Wieczorem na oświadczenie ambasady Rosji odpowiedziało komunikatem biuro rzecznika prasowego polskiego MSZ. Czytamy w nim, że choć polski resort dyplomacji odnotował oświadczenie ambasady, to nie może ono być "traktowane jako przekazanie oficjalnej odpowiedzi na naszą notę".
Kwestia zwrotu wraku
Ministerstwo odniosło się również do kwestii zwrotu Polsce wraku tupolewa.
"Mija siódmy rok, a wrak TU-154 M nie został zwrócony. Warto, aby strona rosyjska, zamiast niesprawdzonych - i pośrednio dementowanych przez Ambasadę Rosji w Warszawie - wypowiedzi prezydenta Putina, uczyniła w tym kierunku konkretne kroki" - stwierdzono w komunikacie. Zaznaczono zarazem, że wrak należy "bezsprzecznie do Państwa Polskiego".
REKLAMA
"Mimo wcześniejszych obietnic ówczesnych premiera Władimira Putina i prezydenta Dmitrija Miedwiediewa o szybkim zwrocie wraku, stanowisko strony rosyjskiej konsekwentnie ewoluuje w kierunku utrudniania procedur mających na celu powrót do Polski szczątków samolotu. Tak też odczytujemy ostatnie wypowiedzi rosyjskich oficjeli" - napisano w komunikacie.

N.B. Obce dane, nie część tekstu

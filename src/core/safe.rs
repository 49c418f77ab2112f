//! Safe accessors over loosely-typed exchange payloads.
//!
//! Every accessor returns `None` instead of failing when a field is absent,
//! `null`, an empty string, or of an unusable shape. The `_n` variants try a
//! list of candidate keys in priority order and take the first present value.

use chrono::{DateTime, TimeZone, Utc};
use num_traits::ToPrimitive;
use rust_decimal::Decimal;
use serde_json::Value;
use std::str::FromStr;

/// Field lookup on an object. Returns `None` for non-objects.
pub fn value<'a>(v: &'a Value, key: &str) -> Option<&'a Value> {
    match v.get(key) {
        Some(Value::Null) | None => None,
        Some(found) => Some(found),
    }
}

/// Positional lookup on an array. Returns `None` for non-arrays.
pub fn index(v: &Value, i: usize) -> Option<&Value> {
    match v.get(i) {
        Some(Value::Null) | None => None,
        Some(found) => Some(found),
    }
}

pub fn array<'a>(v: &'a Value, key: &str) -> &'a [Value] {
    value(v, key)
        .and_then(Value::as_array)
        .map_or(&[], Vec::as_slice)
}

fn scalar_to_string(v: &Value) -> Option<String> {
    match v {
        Value::String(s) if s.is_empty() => None,
        Value::String(s) => Some(s.clone()),
        Value::Number(n) => Some(n.to_string()),
        Value::Bool(b) => Some(b.to_string()),
        _ => None,
    }
}

pub fn string(v: &Value, key: &str) -> Option<String> {
    value(v, key).and_then(scalar_to_string)
}

pub fn string_at(v: &Value, i: usize) -> Option<String> {
    index(v, i).and_then(scalar_to_string)
}

pub fn string_n(v: &Value, keys: &[&str]) -> Option<String> {
    keys.iter().find_map(|key| string(v, key))
}

pub fn string_lower(v: &Value, key: &str) -> Option<String> {
    string(v, key).map(|s| s.to_lowercase())
}

pub fn string_upper(v: &Value, key: &str) -> Option<String> {
    string(v, key).map(|s| s.to_uppercase())
}

/// Parse a decimal from plain or scientific notation.
pub fn parse_decimal(s: &str) -> Option<Decimal> {
    let trimmed = s.trim().trim_start_matches('+');
    Decimal::from_str(trimmed)
        .or_else(|_| Decimal::from_scientific(trimmed))
        .ok()
}

fn scalar_to_decimal(v: &Value) -> Option<Decimal> {
    match v {
        Value::String(s) => parse_decimal(s),
        // Go through the textual form so floats keep their printed digits.
        Value::Number(n) => parse_decimal(&n.to_string()),
        _ => None,
    }
}

pub fn decimal(v: &Value, key: &str) -> Option<Decimal> {
    value(v, key).and_then(scalar_to_decimal)
}

pub fn decimal_at(v: &Value, i: usize) -> Option<Decimal> {
    index(v, i).and_then(scalar_to_decimal)
}

pub fn decimal_n(v: &Value, keys: &[&str]) -> Option<Decimal> {
    keys.iter().find_map(|key| decimal(v, key))
}

fn scalar_to_integer(v: &Value) -> Option<i64> {
    match v {
        Value::Number(n) => n.as_i64().or_else(|| n.as_f64().map(|f| f as i64)),
        Value::String(s) => s
            .parse::<i64>()
            .ok()
            .or_else(|| parse_decimal(s).and_then(|d| d.trunc().to_i64())),
        _ => None,
    }
}

pub fn integer(v: &Value, key: &str) -> Option<i64> {
    value(v, key).and_then(scalar_to_integer)
}

pub fn integer_at(v: &Value, i: usize) -> Option<i64> {
    index(v, i).and_then(scalar_to_integer)
}

pub fn integer_n(v: &Value, keys: &[&str]) -> Option<i64> {
    keys.iter().find_map(|key| integer(v, key))
}

fn seconds_to_ms(v: &Value) -> Option<i64> {
    scalar_to_decimal(v)
        .and_then(|secs| secs.checked_mul(Decimal::ONE_THOUSAND))
        .and_then(|ms| ms.trunc().to_i64())
}

/// A timestamp expressed in (possibly fractional) seconds, returned in ms.
pub fn timestamp_secs(v: &Value, key: &str) -> Option<i64> {
    value(v, key).and_then(seconds_to_ms)
}

pub fn timestamp_secs_at(v: &Value, i: usize) -> Option<i64> {
    index(v, i).and_then(seconds_to_ms)
}

pub fn bool(v: &Value, key: &str) -> Option<bool> {
    match value(v, key)? {
        Value::Bool(b) => Some(*b),
        Value::String(s) => match s.to_lowercase().as_str() {
            "true" => Some(true),
            "false" => Some(false),
            _ => None,
        },
        Value::Number(n) => n.as_i64().map(|i| i != 0),
        _ => None,
    }
}

pub fn bool_n(v: &Value, keys: &[&str]) -> Option<bool> {
    keys.iter().find_map(|key| bool(v, key))
}

/// ISO-8601 rendering of a millisecond timestamp.
pub fn iso8601(ms: i64) -> Option<String> {
    Utc.timestamp_millis_opt(ms)
        .single()
        .map(|dt| dt.format("%Y-%m-%dT%H:%M:%S%.3fZ").to_string())
}

pub fn iso8601_opt(ms: Option<i64>) -> Option<String> {
    ms.and_then(iso8601)
}

/// Millisecond timestamp of an ISO-8601 / RFC 3339 string.
pub fn parse8601(s: &str) -> Option<i64> {
    DateTime::parse_from_rfc3339(s)
        .map(|dt| dt.timestamp_millis())
        .ok()
        .or_else(|| {
            // Some venues omit the zone designator.
            chrono::NaiveDateTime::parse_from_str(s, "%Y-%m-%dT%H:%M:%S%.f")
                .or_else(|_| chrono::NaiveDateTime::parse_from_str(s, "%Y-%m-%d %H:%M:%S"))
                .map(|naive| naive.and_utc().timestamp_millis())
                .ok()
        })
}

/// Current wall-clock time in milliseconds.
pub fn milliseconds() -> i64 {
    Utc::now().timestamp_millis()
}

/// `yyyy-mm-dd` date of a millisecond timestamp.
pub fn ymd(ms: i64) -> Option<String> {
    Utc.timestamp_millis_opt(ms)
        .single()
        .map(|dt| dt.format("%Y-%m-%d").to_string())
}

"Ubolewamy, że postulat uwzględnienia przez stronę rosyjską wagi tej sprawy dla polskich władz i Polaków nie spotkał się z jej zrozumieniem" - głosi komunikacie resortu spraw zagranicznych.
Szef MSZ zabrał głos
Wcześniej jako niesatysfakcjonujące określił wyjaśnienia strony rosyjskiej szef polskiej dyplomacji Witold Waszczykowski. Jego zdaniem nie tłumaczą one grudniowego wystąpienia prezydenta Putina.
- Oczywiście nie jesteśmy zadowoleni z wyjaśnień ambasady rosyjskiej, dlatego że one nie tłumaczą tego wystąpienia prezydenta Putina, który inaczej (...) referował, odnosił się w inny sposób do tych zapisów (rozmów pilotów samolotu). My takich zapisów nie znaliśmy - powiedział Waszczykowski dziennikarzom w Brukseli.